:: Exercise description ::
Once the line containing "let root = dir.path();" has been printed, stop; print every line before it exactly, starting at the top of the material below.

:: Data in this exercise ::
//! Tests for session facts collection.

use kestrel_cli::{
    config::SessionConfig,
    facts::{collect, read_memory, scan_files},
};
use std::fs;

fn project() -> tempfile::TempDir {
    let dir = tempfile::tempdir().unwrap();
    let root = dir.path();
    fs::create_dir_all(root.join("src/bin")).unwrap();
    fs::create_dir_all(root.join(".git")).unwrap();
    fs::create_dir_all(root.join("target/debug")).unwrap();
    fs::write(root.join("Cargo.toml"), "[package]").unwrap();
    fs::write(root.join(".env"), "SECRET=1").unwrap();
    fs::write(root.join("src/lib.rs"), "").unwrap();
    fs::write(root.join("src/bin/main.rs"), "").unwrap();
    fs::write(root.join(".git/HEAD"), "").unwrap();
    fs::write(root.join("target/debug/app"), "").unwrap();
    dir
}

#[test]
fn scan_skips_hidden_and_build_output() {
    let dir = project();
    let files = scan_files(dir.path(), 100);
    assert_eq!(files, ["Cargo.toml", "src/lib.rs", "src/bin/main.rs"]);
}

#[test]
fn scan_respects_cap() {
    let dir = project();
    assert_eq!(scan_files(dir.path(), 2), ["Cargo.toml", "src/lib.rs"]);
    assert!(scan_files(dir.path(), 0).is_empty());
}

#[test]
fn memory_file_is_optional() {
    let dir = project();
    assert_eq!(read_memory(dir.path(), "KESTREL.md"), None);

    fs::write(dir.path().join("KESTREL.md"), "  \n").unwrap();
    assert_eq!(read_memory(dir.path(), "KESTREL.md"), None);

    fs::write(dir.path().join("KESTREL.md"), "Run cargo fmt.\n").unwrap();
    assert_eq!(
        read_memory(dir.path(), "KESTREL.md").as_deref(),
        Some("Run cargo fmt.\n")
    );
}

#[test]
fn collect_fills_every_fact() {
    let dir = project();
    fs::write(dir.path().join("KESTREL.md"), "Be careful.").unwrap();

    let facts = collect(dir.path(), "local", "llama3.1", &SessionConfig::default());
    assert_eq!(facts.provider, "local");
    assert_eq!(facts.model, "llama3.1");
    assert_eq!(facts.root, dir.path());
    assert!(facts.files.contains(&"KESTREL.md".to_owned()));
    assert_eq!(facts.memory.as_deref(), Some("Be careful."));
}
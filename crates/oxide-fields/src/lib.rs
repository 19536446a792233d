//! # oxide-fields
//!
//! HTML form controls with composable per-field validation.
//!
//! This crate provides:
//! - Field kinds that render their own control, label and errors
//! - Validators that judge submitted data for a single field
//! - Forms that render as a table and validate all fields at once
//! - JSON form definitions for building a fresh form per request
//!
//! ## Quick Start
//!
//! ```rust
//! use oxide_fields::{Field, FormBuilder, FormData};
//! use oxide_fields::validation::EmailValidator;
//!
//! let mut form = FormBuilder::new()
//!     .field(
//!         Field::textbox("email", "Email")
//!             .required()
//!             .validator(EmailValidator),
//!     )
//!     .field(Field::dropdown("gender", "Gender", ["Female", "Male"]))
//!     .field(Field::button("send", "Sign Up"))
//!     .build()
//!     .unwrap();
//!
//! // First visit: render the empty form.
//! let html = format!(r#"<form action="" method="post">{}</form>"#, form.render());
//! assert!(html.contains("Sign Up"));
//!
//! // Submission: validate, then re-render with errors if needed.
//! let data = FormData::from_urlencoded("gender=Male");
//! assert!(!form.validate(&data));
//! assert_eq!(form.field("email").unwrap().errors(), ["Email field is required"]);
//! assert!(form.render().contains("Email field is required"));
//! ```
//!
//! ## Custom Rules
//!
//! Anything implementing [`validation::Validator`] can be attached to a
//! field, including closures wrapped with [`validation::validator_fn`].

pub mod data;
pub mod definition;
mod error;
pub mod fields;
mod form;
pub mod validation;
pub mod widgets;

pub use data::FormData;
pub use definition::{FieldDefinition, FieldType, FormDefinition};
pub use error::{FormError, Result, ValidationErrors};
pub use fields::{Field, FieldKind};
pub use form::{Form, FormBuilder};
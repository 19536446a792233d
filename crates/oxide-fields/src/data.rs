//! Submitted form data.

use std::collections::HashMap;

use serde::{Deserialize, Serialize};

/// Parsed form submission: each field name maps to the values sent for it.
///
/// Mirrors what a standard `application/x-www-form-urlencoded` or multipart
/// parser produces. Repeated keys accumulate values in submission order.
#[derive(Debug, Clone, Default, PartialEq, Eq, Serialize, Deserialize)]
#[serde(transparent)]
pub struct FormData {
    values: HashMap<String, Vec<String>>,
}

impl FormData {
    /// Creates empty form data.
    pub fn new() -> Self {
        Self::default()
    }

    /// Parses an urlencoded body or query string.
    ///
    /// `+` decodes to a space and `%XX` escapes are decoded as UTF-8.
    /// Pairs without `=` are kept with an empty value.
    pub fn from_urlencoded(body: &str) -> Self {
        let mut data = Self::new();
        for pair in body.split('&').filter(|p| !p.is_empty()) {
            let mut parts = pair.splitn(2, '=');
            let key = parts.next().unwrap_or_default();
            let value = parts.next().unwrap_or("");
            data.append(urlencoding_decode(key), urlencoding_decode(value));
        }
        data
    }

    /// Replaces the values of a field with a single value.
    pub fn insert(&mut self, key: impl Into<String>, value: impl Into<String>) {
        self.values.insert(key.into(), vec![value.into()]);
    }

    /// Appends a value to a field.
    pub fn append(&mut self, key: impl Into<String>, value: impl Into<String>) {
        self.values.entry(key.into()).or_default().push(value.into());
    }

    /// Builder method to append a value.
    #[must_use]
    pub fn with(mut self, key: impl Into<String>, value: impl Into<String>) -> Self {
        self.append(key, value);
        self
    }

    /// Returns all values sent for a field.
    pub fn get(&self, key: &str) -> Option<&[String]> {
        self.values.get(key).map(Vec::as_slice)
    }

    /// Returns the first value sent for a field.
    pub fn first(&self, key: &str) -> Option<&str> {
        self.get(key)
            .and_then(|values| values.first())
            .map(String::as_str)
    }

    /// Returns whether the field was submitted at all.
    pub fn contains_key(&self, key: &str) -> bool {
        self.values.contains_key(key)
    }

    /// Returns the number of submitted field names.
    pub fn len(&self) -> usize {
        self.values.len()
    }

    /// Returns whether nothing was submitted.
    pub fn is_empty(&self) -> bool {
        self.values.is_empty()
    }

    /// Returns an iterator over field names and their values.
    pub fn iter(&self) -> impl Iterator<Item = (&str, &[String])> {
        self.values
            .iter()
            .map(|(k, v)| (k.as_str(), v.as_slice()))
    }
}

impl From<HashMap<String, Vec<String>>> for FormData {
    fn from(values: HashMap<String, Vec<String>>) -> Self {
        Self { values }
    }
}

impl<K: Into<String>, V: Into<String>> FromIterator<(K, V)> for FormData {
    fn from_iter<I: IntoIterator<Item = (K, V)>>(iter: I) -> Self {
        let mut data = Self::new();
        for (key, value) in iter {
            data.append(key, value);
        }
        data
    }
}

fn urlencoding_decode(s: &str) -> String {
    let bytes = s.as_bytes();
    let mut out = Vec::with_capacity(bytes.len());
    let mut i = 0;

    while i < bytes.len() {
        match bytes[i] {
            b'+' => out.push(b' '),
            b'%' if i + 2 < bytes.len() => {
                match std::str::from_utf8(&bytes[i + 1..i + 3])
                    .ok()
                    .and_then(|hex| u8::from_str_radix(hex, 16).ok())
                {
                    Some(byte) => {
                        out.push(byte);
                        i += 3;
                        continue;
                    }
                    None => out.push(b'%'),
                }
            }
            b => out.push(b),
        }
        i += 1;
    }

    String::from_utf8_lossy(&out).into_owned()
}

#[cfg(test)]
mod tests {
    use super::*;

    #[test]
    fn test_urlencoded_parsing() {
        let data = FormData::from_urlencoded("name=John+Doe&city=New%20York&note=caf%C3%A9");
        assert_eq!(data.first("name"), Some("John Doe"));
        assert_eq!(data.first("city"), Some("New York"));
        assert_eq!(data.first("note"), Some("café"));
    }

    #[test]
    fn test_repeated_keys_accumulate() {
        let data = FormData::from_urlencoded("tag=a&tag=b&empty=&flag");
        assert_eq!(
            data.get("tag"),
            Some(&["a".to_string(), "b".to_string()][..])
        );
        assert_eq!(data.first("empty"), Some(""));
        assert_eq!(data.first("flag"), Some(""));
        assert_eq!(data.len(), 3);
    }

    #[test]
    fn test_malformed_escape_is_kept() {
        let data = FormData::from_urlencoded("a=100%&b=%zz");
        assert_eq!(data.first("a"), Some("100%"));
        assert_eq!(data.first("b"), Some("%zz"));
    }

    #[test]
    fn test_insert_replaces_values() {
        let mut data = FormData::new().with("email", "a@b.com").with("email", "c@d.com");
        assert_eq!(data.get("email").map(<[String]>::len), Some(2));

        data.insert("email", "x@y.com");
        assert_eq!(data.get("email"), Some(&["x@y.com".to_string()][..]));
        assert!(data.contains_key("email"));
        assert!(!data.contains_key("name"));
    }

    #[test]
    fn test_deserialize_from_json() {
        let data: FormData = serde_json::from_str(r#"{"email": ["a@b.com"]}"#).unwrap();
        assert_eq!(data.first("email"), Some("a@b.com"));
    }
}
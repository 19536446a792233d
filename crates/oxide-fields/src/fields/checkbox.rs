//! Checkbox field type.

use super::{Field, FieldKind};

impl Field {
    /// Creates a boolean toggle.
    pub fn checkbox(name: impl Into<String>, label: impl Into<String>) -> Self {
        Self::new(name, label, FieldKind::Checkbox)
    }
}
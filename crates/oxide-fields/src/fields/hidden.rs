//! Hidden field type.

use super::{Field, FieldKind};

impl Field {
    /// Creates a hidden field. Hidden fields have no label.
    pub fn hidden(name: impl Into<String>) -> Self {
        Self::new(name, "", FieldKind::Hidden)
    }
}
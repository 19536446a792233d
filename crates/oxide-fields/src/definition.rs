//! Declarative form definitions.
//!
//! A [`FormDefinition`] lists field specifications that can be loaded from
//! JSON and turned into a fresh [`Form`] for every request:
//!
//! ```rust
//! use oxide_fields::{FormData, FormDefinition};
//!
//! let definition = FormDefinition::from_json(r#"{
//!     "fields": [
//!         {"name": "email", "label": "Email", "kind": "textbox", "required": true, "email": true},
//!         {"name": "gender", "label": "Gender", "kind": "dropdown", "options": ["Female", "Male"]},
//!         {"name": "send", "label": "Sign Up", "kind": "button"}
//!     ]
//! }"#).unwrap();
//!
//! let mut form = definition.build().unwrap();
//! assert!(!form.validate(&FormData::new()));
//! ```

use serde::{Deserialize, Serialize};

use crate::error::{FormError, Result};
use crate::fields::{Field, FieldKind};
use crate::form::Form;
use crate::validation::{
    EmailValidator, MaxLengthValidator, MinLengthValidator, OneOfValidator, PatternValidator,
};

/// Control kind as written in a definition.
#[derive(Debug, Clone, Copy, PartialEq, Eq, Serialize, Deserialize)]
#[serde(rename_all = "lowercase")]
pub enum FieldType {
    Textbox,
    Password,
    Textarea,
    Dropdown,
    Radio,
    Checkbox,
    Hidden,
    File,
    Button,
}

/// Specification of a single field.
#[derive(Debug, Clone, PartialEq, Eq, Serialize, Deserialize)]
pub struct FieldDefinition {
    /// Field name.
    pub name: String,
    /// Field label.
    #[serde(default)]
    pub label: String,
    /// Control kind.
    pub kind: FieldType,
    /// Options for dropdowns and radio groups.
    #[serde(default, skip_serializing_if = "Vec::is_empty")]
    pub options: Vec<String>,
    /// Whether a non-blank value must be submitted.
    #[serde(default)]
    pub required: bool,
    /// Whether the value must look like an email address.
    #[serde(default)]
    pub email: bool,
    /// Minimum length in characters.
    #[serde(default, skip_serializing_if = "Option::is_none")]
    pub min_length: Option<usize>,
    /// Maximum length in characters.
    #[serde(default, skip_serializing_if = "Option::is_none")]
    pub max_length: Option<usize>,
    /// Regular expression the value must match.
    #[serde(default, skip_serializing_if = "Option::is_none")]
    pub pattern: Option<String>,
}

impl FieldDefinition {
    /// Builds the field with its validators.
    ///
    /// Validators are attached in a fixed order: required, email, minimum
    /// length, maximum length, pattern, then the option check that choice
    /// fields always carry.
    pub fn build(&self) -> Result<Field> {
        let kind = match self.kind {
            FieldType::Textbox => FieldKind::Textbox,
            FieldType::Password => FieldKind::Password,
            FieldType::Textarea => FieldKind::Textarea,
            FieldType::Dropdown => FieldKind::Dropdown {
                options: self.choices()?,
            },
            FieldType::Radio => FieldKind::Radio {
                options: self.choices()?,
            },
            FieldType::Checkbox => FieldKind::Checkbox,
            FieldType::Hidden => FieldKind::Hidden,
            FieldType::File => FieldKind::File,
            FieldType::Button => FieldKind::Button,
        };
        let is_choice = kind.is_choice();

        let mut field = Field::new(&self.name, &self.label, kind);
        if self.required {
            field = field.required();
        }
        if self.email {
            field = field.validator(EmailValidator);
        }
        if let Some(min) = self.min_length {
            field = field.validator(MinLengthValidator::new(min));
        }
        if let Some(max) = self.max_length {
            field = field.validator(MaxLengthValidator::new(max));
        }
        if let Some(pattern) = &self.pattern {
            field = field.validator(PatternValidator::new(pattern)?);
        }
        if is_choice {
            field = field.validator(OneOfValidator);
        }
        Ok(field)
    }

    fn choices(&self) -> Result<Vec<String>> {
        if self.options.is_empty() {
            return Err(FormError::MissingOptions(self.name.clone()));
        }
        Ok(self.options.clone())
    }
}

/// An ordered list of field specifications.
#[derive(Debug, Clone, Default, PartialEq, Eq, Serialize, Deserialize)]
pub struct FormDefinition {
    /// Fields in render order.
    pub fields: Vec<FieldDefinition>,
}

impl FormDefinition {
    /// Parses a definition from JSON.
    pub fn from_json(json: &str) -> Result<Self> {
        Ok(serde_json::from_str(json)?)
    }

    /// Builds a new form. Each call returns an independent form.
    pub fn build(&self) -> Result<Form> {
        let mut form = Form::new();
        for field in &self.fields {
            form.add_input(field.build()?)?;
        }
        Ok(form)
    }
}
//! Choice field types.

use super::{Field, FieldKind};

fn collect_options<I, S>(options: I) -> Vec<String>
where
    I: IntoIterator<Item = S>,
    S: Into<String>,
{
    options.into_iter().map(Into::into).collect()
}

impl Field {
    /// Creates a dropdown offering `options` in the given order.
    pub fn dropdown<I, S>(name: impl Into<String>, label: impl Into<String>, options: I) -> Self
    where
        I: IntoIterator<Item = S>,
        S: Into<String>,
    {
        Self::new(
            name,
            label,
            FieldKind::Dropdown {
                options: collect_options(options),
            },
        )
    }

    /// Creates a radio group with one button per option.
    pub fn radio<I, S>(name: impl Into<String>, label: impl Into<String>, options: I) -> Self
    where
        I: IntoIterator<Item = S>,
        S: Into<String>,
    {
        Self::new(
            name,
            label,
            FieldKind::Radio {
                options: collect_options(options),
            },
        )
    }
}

:: Answer space ::
//! Tests for session facts collection.

use kestrel_cli::{
    config::SessionConfig,
    facts::{collect, read_memory, scan_files},
};
use std::fs;

fn project() -> tempfile::TempDir {
    let dir = tempfile::tempdir().unwrap();
    let root = dir.path();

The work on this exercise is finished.